Arachidonic acid analog AACOCF3 suppresses cPLA2-negative NSCLC cell proliferation by targeting SSRP1 to activate the IFNα/β pathway.

AACOCF3, a cell-permeable arachidonic acid analogue, is widely established as a selective inhibitor of cytosolic phospholipase A2 (cPLA2, PLA2G4A) in studies of metabolic disorders. Although its primary mechanism involves cPLA2 inhibition, emerging evidence indicates that AACOCF3 may target additional protein entities, exemplified by calcium-independent phospholipase A2 (iPLA2, PLA2G6) and fatty acid amide hydrolase (FAAH). Notably, cPLA2 displays a markedly heterogeneous expression profile in non-small cell lung cancer (NSCLC).
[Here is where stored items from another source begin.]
//! Defines the endpoint for the combined daily summary.

use std::sync::{Arc, Mutex};

use axum::{
    Json,
    extract::{FromRef, State},
    response::{IntoResponse, Response},
};
use rusqlite::Connection;
use time::OffsetDateTime;

use crate::{
    AppState, Error, aggregation::today_summary, expense::list_expenses, timezone,
    todo::list_todos,
};

/// The state needed to compute the daily summary.
#[derive(Debug, Clone)]
pub struct TodaySummaryState {
    /// The database connection for reading expenses and todos.
    pub db_connection: Arc<Mutex<Connection>>,
    /// The canonical timezone name used for calendar boundaries.
    pub local_timezone: String,
}

impl FromRef<AppState> for TodaySummaryState {
    fn from_ref(state: &AppState) -> Self {
        Self {
            db_connection: state.db_connection.clone(),
            local_timezone: state.local_timezone.clone(),
        }
    }
}

/// A route handler for the combined summary of the current local day: the
/// day's expenses with their total, and the global pending-todo count.
///
/// # Panics
///
/// Panics if the lock for the database connection is already held by the same thread.
pub async fn today_summary_endpoint(
    State(state): State<TodaySummaryState>,
) -> Result<Response, Error> {
    let offset = timezone::local_offset(&state.local_timezone)?;

    let (expenses, todos) = {
        let connection = state.db_connection.lock().unwrap();
        (list_expenses(&connection)?, list_todos(&connection)?)
    };

    let summary = today_summary(&expenses, &todos, OffsetDateTime::now_utc(), offset);

    Ok(Json(summary).into_response())
}
use chrono::NaiveDate;
use chrono_tz::Tz;
use sprintboard_shared::TaskDto;

use crate::datetime::local_date;

/// Tasks whose update timestamp falls
/// on `day` in `timezone`. Linear scan,
/// input order kept.
pub fn tasks_for_day<'a>(
  tasks: &'a [TaskDto],
  day: NaiveDate,
  timezone: Tz
) -> Vec<&'a TaskDto> {
  tasks
    .iter()
    .filter(|task| {
      local_date(
        task.updated_at,
        timezone
      ) == day
    })
    .collect()
}
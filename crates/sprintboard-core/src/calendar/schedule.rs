use std::collections::BTreeMap;
use std::fmt;
use std::str::FromStr;

use anyhow::anyhow;
use chrono::{
  Datelike,
  NaiveDate,
  NaiveTime
};
use tracing::debug;
use uuid::Uuid;

use super::{
  CalendarError,
  Result
};
use crate::datetime::parse_time_of_day;

/// Canonical `(year, month, day)` index
/// into the schedule map. Text form is
/// `2024-3-5`, no zero padding.
#[derive(
  Debug,
  Clone,
  Copy,
  PartialEq,
  Eq,
  PartialOrd,
  Ord,
  Hash,
)]
pub struct DateKey {
  pub year:  i32,
  pub month: u32,
  pub day:   u32
}

impl From<NaiveDate> for DateKey {
  fn from(date: NaiveDate) -> Self {
    Self {
      year:  date.year(),
      month: date.month(),
      day:   date.day()
    }
  }
}

impl fmt::Display for DateKey {
  fn fmt(
    &self,
    f: &mut fmt::Formatter<'_>
  ) -> fmt::Result {
    write!(
      f,
      "{}-{}-{}",
      self.year, self.month, self.day
    )
  }
}

impl FromStr for DateKey {
  type Err = anyhow::Error;

  fn from_str(
    s: &str
  ) -> std::result::Result<Self, Self::Err>
  {
    let mut parts = s.trim().splitn(3, '-');
    let (Some(y), Some(m), Some(d)) = (
      parts.next(),
      parts.next(),
      parts.next()
    ) else {
      return Err(anyhow!(
        "expected YEAR-MONTH-DAY, got: \
         {s}"
      ));
    };

    let date = NaiveDate::from_ymd_opt(
      y.parse::<i32>()?,
      m.parse::<u32>()?,
      d.parse::<u32>()?
    )
    .ok_or_else(|| {
      anyhow!("not a calendar date: {s}")
    })?;
    Ok(date.into())
  }
}

#[derive(Debug, Clone, PartialEq, Eq)]
pub struct ScheduleEntry {
  pub id:          Uuid,
  pub title:       String,
  pub time:        NaiveTime,
  pub description: String
}

impl ScheduleEntry {
  pub fn time_label(&self) -> String {
    self.time.format("%H:%M").to_string()
  }
}

/// Raw create-form input. Title and time
/// are required; the id is generated on
/// submit.
#[derive(Debug, Clone, Default)]
pub struct ScheduleDraft {
  pub title:       String,
  pub time:        String,
  pub description: String
}

impl ScheduleDraft {
  pub fn new(
    title: impl Into<String>,
    time: impl Into<String>
  ) -> Self {
    Self {
      title:       title.into(),
      time:        time.into(),
      description: String::new()
    }
  }

  pub fn with_description(
    mut self,
    description: impl Into<String>
  ) -> Self {
    self.description = description.into();
    self
  }

  pub fn into_entry(
    self
  ) -> Result<ScheduleEntry> {
    self.into_entry_with_id(Uuid::new_v4())
  }

  pub fn into_entry_with_id(
    self,
    id: Uuid
  ) -> Result<ScheduleEntry> {
    let title = self.title.trim();
    if title.is_empty() {
      return Err(
        CalendarError::MissingTitle
      );
    }
    let raw_time = self.time.trim();
    if raw_time.is_empty() {
      return Err(CalendarError::MissingTime);
    }
    let time = parse_time_of_day(raw_time)
      .ok_or_else(|| {
        CalendarError::InvalidTime(
          raw_time.to_string()
        )
      })?;

    Ok(ScheduleEntry {
      id,
      title: title.to_string(),
      time,
      description: self
        .description
        .trim()
        .to_string()
    })
  }
}

/// Day-indexed agenda storage.
pub trait ScheduleBook {
  /// Appends, creating the day on first
  /// use.
  fn add(
    &mut self,
    key: DateKey,
    entry: ScheduleEntry
  );

  /// Drops `id` from the day. The day
  /// stays present even when emptied.
  fn remove(
    &mut self,
    key: DateKey,
    id: Uuid
  ) -> bool;

  fn entries(
    &self,
    key: DateKey
  ) -> &[ScheduleEntry];

  fn contains_day(
    &self,
    key: DateKey
  ) -> bool;
}

/// In-memory book; lives as long as the
/// view that owns it.
#[derive(Debug, Clone, Default)]
pub struct ScheduleStore {
  days: BTreeMap<
    DateKey,
    Vec<ScheduleEntry>
  >
}

impl ScheduleStore {
  pub fn new() -> Self {
    Self::default()
  }

  pub fn total_entries(&self) -> usize {
    self.days.values().map(Vec::len).sum()
  }

  /// Resolves an id prefix against one
  /// day; ambiguous prefixes resolve to
  /// nothing.
  pub fn find_by_prefix(
    &self,
    key: DateKey,
    prefix: &str
  ) -> Option<Uuid> {
    let prefix =
      prefix.trim().to_ascii_lowercase();
    if prefix.is_empty() {
      return None;
    }

    let mut matches = self
      .entries(key)
      .iter()
      .filter(|entry| {
        entry
          .id
          .to_string()
          .starts_with(&prefix)
      })
      .map(|entry| entry.id);
    let first = matches.next()?;
    if matches.next().is_some() {
      None
    } else {
      Some(first)
    }
  }
}

impl ScheduleBook for ScheduleStore {
  fn add(
    &mut self,
    key: DateKey,
    entry: ScheduleEntry
  ) {
    debug!(
      %key,
      id = %entry.id,
      title = %entry.title,
      "adding schedule entry"
    );
    self
      .days
      .entry(key)
      .or_default()
      .push(entry);
  }

  fn remove(
    &mut self,
    key: DateKey,
    id: Uuid
  ) -> bool {
    let Some(day) =
      self.days.get_mut(&key)
    else {
      return false;
    };
    let before = day.len();
    day.retain(|entry| entry.id != id);
    let removed = day.len() != before;
    debug!(
      %key,
      %id,
      removed,
      remaining = day.len(),
      "removing schedule entry"
    );
    removed
  }

  fn entries(
    &self,
    key: DateKey
  ) -> &[ScheduleEntry] {
    self
      .days
      .get(&key)
      .map(Vec::as_slice)
      .unwrap_or(&[])
  }

  fn contains_day(
    &self,
    key: DateKey
  ) -> bool {
    self.days.contains_key(&key)
  }
}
Our findings establish that AACOCF3 exerts more potent growth inhibition in cPLA2-negative NSCLC cells, with IC50 values of 15.13 μM for H1975 and 15.84 μM for PC9 cells, in contrast to the cPLA2-positive A549 cells (IC50 = 56.23 μM). Mechanistically, AACOCF3 upregulates IFN-α/β signaling-associated genes (e.g., IFNB1, ISG15) specifically in cPLA2-negative NSCLC cells. This aligns with TCGA-LUAD data revealing that PLA2G4A-low tumors predominantly engage immune-activation pathways rather than metabolic programs when compared to PLA2G4A-high counterparts. Through integrated molecular docking and surface plasmon resonance (SPR) analysis, we identified structure-specific recognition protein 1 (SSRP1) as a direct molecular target of AACOCF3 in cPLA2-negative NSCLC, with SPR binding studies confirming a stable interaction (Kd = 25.9 μM). Ectopic SSRP1 expression abrogated AACOCF3-induced phenotypic alterations, concurrently suppressing IFN-α/β signaling. Collectively, these results provide evidence that AACOCF3 exerts its anti-proliferative effect by targeting SSRP1, which leads to the activation of the IFNα/β pathway, thereby underscoring its therapeutic promise for the cPLA2-negative patient subpopulation.